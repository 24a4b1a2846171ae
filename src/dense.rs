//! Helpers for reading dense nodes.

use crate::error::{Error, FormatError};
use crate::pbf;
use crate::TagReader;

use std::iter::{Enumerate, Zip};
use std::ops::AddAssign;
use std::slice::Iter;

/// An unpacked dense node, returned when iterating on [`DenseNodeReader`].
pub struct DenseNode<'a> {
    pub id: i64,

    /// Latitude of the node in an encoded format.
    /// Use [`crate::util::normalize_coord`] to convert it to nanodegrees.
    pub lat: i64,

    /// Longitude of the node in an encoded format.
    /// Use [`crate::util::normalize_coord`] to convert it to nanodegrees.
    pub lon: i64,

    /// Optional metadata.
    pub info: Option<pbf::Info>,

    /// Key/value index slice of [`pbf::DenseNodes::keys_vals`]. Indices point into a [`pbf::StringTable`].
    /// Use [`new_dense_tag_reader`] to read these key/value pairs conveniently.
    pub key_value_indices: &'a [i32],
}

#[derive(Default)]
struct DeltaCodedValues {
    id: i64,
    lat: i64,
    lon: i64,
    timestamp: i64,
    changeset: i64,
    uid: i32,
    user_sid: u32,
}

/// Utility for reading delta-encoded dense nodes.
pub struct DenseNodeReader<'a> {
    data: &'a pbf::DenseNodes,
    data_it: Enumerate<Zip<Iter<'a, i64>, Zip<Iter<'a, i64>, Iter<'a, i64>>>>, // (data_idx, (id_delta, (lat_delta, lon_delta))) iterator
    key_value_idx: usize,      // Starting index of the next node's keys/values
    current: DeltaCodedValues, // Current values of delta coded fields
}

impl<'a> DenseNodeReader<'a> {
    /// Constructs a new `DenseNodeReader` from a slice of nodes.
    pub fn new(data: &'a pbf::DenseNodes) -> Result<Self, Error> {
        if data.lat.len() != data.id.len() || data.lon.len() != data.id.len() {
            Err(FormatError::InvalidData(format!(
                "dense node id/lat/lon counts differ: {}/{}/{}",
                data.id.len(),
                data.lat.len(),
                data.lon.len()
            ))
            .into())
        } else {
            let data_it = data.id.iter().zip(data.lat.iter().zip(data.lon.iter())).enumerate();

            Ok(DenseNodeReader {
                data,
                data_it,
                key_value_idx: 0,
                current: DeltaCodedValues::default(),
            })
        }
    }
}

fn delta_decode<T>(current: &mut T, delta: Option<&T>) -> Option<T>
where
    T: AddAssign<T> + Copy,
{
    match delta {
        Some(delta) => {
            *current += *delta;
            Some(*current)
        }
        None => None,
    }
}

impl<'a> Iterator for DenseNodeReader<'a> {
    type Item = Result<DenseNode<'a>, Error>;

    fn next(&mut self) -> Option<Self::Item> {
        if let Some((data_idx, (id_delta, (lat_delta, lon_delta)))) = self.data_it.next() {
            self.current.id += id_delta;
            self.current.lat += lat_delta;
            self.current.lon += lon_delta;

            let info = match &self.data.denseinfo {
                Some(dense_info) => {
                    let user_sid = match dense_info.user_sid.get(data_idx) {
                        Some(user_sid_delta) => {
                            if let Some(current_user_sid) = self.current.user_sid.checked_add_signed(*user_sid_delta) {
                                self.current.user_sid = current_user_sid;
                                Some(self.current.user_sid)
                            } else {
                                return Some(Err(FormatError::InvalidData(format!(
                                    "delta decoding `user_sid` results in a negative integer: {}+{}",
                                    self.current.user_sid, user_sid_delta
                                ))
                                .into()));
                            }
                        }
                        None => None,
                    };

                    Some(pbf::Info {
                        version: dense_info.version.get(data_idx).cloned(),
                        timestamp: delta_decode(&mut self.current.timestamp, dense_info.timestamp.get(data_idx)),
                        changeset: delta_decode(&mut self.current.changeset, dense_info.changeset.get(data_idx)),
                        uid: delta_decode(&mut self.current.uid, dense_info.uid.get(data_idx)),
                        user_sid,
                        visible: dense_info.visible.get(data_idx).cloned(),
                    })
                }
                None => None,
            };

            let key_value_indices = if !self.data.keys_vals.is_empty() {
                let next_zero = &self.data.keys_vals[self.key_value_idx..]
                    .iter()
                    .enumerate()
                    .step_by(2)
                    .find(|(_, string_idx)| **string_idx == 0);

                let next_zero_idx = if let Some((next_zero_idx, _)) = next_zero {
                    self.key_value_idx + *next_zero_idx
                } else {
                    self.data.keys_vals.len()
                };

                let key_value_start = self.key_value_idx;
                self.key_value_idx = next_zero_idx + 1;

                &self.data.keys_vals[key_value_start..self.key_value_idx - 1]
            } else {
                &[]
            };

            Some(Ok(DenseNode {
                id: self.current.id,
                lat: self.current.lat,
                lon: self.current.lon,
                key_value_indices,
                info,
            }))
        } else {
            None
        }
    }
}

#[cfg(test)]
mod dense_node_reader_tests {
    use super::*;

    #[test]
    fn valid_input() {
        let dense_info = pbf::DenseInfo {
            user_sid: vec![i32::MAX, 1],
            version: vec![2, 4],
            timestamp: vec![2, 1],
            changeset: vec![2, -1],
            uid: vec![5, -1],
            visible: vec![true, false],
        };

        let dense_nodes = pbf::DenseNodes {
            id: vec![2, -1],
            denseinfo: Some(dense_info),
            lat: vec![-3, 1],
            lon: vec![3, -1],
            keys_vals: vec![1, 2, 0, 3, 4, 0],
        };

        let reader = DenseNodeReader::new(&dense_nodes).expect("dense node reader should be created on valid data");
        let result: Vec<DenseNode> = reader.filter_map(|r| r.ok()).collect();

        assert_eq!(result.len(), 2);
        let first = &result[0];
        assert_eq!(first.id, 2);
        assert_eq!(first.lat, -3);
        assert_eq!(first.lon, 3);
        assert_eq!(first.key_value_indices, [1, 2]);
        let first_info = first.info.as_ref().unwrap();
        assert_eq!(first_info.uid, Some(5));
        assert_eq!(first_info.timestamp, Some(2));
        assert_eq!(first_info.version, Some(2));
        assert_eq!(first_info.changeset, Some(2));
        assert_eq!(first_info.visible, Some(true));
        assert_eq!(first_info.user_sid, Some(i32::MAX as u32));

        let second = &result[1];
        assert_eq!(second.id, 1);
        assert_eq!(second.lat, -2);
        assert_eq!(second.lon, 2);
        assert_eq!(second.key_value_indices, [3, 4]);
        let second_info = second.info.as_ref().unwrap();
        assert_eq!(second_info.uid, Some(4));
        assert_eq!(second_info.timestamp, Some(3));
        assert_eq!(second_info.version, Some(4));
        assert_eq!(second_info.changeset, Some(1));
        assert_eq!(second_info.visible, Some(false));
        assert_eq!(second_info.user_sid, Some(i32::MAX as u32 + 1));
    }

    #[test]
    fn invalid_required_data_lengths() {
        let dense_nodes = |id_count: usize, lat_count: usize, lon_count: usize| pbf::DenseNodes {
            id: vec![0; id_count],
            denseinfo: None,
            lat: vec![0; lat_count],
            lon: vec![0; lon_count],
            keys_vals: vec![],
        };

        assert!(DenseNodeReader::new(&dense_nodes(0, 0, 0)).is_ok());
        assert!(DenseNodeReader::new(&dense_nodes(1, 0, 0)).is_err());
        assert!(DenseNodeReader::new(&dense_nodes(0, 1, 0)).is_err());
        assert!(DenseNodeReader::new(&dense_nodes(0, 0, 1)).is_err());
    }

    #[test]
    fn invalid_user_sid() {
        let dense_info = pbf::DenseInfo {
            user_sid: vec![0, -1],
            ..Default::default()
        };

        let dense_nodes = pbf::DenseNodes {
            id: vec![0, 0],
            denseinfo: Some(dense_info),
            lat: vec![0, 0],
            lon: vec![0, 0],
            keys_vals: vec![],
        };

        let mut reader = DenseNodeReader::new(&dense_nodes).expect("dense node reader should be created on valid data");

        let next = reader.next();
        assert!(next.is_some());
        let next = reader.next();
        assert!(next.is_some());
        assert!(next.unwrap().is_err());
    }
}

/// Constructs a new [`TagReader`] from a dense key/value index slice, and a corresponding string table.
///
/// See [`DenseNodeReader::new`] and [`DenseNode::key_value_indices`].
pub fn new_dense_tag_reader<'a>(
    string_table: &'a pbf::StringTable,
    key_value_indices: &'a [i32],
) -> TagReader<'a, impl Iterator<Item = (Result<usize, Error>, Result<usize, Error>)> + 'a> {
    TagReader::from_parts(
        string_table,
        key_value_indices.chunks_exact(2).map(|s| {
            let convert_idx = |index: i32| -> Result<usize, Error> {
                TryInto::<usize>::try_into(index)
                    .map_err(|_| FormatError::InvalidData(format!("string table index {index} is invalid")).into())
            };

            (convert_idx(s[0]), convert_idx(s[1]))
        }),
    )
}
- - -
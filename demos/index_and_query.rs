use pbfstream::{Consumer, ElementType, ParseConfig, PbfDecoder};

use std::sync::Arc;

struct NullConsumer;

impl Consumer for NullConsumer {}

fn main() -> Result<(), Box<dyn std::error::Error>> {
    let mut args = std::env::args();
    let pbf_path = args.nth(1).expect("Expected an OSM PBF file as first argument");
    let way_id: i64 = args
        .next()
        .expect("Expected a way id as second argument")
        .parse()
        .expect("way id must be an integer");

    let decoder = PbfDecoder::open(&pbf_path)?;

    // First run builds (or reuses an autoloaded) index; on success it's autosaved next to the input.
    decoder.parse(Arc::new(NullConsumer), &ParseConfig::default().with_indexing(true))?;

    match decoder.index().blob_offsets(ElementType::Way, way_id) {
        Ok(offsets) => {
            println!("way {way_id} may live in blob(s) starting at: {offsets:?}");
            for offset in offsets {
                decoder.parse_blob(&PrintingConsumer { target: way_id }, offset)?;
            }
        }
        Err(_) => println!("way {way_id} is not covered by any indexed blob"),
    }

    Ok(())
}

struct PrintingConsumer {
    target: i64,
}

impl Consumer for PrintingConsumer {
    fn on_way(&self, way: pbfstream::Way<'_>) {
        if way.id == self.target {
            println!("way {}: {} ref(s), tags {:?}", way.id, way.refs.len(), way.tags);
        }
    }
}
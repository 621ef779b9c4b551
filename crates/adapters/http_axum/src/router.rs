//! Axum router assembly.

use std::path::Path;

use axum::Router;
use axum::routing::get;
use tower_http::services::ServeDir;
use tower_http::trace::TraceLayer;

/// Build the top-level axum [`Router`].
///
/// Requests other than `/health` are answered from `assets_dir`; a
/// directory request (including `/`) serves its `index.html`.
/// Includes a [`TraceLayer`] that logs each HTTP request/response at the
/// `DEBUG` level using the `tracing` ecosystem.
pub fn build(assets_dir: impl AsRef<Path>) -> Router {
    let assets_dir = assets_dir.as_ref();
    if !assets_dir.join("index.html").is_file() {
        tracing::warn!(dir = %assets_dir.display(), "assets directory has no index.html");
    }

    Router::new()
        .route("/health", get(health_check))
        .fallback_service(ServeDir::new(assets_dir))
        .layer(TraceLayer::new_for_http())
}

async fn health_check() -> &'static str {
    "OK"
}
- - -
Your answer should consist of the lines from the material that contain "AddAssign".

use std::ops::AddAssign;
    T: AddAssign<T> + Copy,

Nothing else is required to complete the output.